Still Life Ron Mueck |
Guy de Maupassant
UNE RUSE
Ils bavardaient au coin du feu, le vieux
médecin et la jeune malade. Elle n'était qu'un peu souffrante de ces malaises
féminins qu'ont souvent les jolies femmes : un peu d'anémie, des nerfs, et un
peu de fatigue, de cette fatigue qu'éprouvent parfois les nouveaux époux à la
fin du premier mois d'union, quand ils ont fait un mariage d'amour.
Elle était étendue sur sa chaise longue et
causait. "Non, docteur, je ne comprendrai jamais qu'une femme trompe son
mari. J'admets même qu'elle ne l'aime pas, qu'elle ne tienne aucun compte de
ses promesses, de ses serments ! Mais comment oser se donner à un autre homme ?
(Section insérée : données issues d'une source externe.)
//! Category rollups and global importance
//!
//! Aggregates low-level attributions into the catalog's semantic groups for
//! reporting. A feature assigned to no group contributes nowhere; a group
//! with no member present in the batch yields no entry. Absence and zero
//! importance mean different things to the reader.

use std::collections::HashMap;

use serde::{Deserialize, Serialize};

use super::types::AttributionMatrix;

/// Mean absolute attribution per feature, in matrix column order
pub fn mean_abs_by_feature(attributions: &AttributionMatrix) -> Vec<f64> {
    let n_samples = attributions.n_samples();
    attributions
        .values
        .columns()
        .into_iter()
        .map(|col| {
            if n_samples == 0 {
                0.0
            } else {
                col.iter().map(|v| v.abs()).sum::<f64>() / n_samples as f64
            }
        })
        .collect()
}

/// Group name -> mean absolute attribution over the group's members
///
/// The mean is taken over per-feature means, so every member feature
/// weighs equally regardless of magnitude spread. The returned map is
/// unordered; presentation sorting is the caller's concern.
pub fn category_aggregates(
    attributions: &AttributionMatrix,
    groups: &HashMap<String, Vec<String>>,
) -> HashMap<String, f64> {
    let per_feature = mean_abs_by_feature(attributions);
    let mut aggregates = HashMap::new();

    for (group, members) in groups {
        let member_means: Vec<f64> = attributions
            .feature_names
            .iter()
            .enumerate()
            .filter(|(_, name)| members.contains(*name))
            .map(|(j, _)| per_feature[j])
            .collect();

        if !member_means.is_empty() {
            let mean = member_means.iter().sum::<f64>() / member_means.len() as f64;
            aggregates.insert(group.clone(), mean);
        }
    }

    aggregates
}

/// One feature's global importance
#[derive(Debug, Clone, Serialize, Deserialize)]
pub struct FeatureImportance {
    pub feature: String,
    pub importance: f64,
}

/// Features ranked by mean absolute attribution, strongest first
///
/// Ties keep matrix column order.
pub fn global_importance(attributions: &AttributionMatrix) -> Vec<FeatureImportance> {
    let per_feature = mean_abs_by_feature(attributions);
    let mut ranking: Vec<FeatureImportance> = attributions
        .feature_names
        .iter()
        .zip(per_feature)
        .map(|(feature, importance)| FeatureImportance {
            feature: feature.clone(),
            importance,
        })
        .collect();

    ranking.sort_by(|a, b| {
        b.importance
            .partial_cmp(&a.importance)
            .unwrap_or(std::cmp::Ordering::Equal)
    });
    ranking
}

// ============================================================================
// TESTS
// ============================================================================

#[cfg(test)]
mod tests {
    use super::*;
    use ndarray::array;

    fn sample_attributions() -> AttributionMatrix {
        AttributionMatrix {
            values: array![[1.0, -2.0, 0.5], [-1.0, 2.0, 0.5]],
            baseline: 0.0,
            feature_names: vec!["a".to_string(), "b".to_string(), "c".to_string()],
        }
    }

    fn groups(pairs: &[(&str, &[&str])]) -> HashMap<String, Vec<String>> {
        pairs
            .iter()
            .map(|(g, members)| {
                (
                    g.to_string(),
                    members.iter().map(|m| m.to_string()).collect(),
                )
            })
            .collect()
    }

    #[test]
    fn test_mean_abs_by_feature() {
        let per_feature = mean_abs_by_feature(&sample_attributions());
        assert_eq!(per_feature, vec![1.0, 2.0, 0.5]);
    }

    #[test]
    fn test_category_mean_of_member_means() {
        let aggregates = category_aggregates(
            &sample_attributions(),
            &groups(&[("Academic", &["a", "b"]), ("Behavioral", &["c"])]),
        );

        assert_eq!(aggregates.len(), 2);
        assert!((aggregates["Academic"] - 1.5).abs() < 1e-12);
        assert!((aggregates["Behavioral"] - 0.5).abs() < 1e-12);
    }

    #[test]
    fn test_aggregates_non_negative() {
        let aggregates = category_aggregates(
            &sample_attributions(),
            &groups(&[("Academic", &["a", "b", "c"])]),
        );
        assert!(aggregates.values().all(|&v| v >= 0.0));
    }

    #[test]
    fn test_unassigned_feature_ignored() {
        // "c" belongs to no group; its attribution must not leak anywhere
        let aggregates =
            category_aggregates(&sample_attributions(), &groups(&[("Academic", &["a"])]));
        assert_eq!(aggregates.len(), 1);
        assert!((aggregates["Academic"] - 1.0).abs() < 1e-12);
    }

    #[test]
    fn test_empty_group_yields_no_entry() {
        let aggregates = category_aggregates(
            &sample_attributions(),
            &groups(&[("Academic", &["a"]), ("Ghost", &["not_present"])]),
        );
        assert!(aggregates.contains_key("Academic"));
        assert!(!aggregates.contains_key("Ghost"));
    }

    #[test]
    fn test_global_importance_sorted_desc() {
        let ranking = global_importance(&sample_attributions());
        assert_eq!(ranking[0].feature, "b");
        assert_eq!(ranking[1].feature, "a");
        assert_eq!(ranking[2].feature, "c");
        assert!(ranking.windows(2).all(|w| w[0].importance >= w[1].importance));
    }

    #[test]
    fn test_empty_batch_zero_importance() {
        let attributions = AttributionMatrix {
            values: ndarray::Array2::zeros((0, 2)),
            baseline: 0.0,
            feature_names: vec!["a".to_string(), "b".to_string()],
        };
        assert_eq!(mean_abs_by_feature(&attributions), vec![0.0, 0.0]);
    }
}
Comment cacher cela aux yeux de tous
? Comment pouvoir aimer dans le mensonge et dans la trahison ?"
Le médecin souriait.
"Quand à cela, c'est facile. Je vous
assure qu'on ne réfléchit guère à toutes ces subtilités quand l'envie vous
prend de faillir. Je suis même certain qu'une femme n'est mûre pour l'amour
vrai qu'après avoir passé par toutes les promiscuités et tous les dégoûts du
mariage, qui n'est, suivant un homme illustre, qu'un échange de mauvaises
humeurs pendant le jour et de mauvaises odeurs pendant la nuit. Rien de plus
vrai. Une femme ne peut aimer passionnément qu'après avoir été mariée. Si je
la pouvais comparer à une maison, je dirais qu'elle n'est habitable que
lorsqu'un mari a essuyé les plâtres.
"Quand à la dissimulation, toutes les
femmes en ont à revendre en ces occasions-là. Les plus simples sont
merveilleuses et se tirent avec génie des cas les plus difficiles."
Mais
la jeune femme semblait incrédule...
"Non, docteur, on ne s'avise jamais
qu'après coup de ce qu'on aurait dû faire dans les occasions périlleuses ; et
les femmes sont certes encore plus disposées que les hommes à perdre la
tête."
Le médecin leva les bras.
"Après
coup, dites-vous ! Nous autres, nous n'avons l'inspiration qu'après coup. Mais
vous ! ... Tenez, je vais vous raconter une petite histoire arrivée à une de
mes clientes à qui j'aurais donné le bon Dieu sans confession, comme on dit.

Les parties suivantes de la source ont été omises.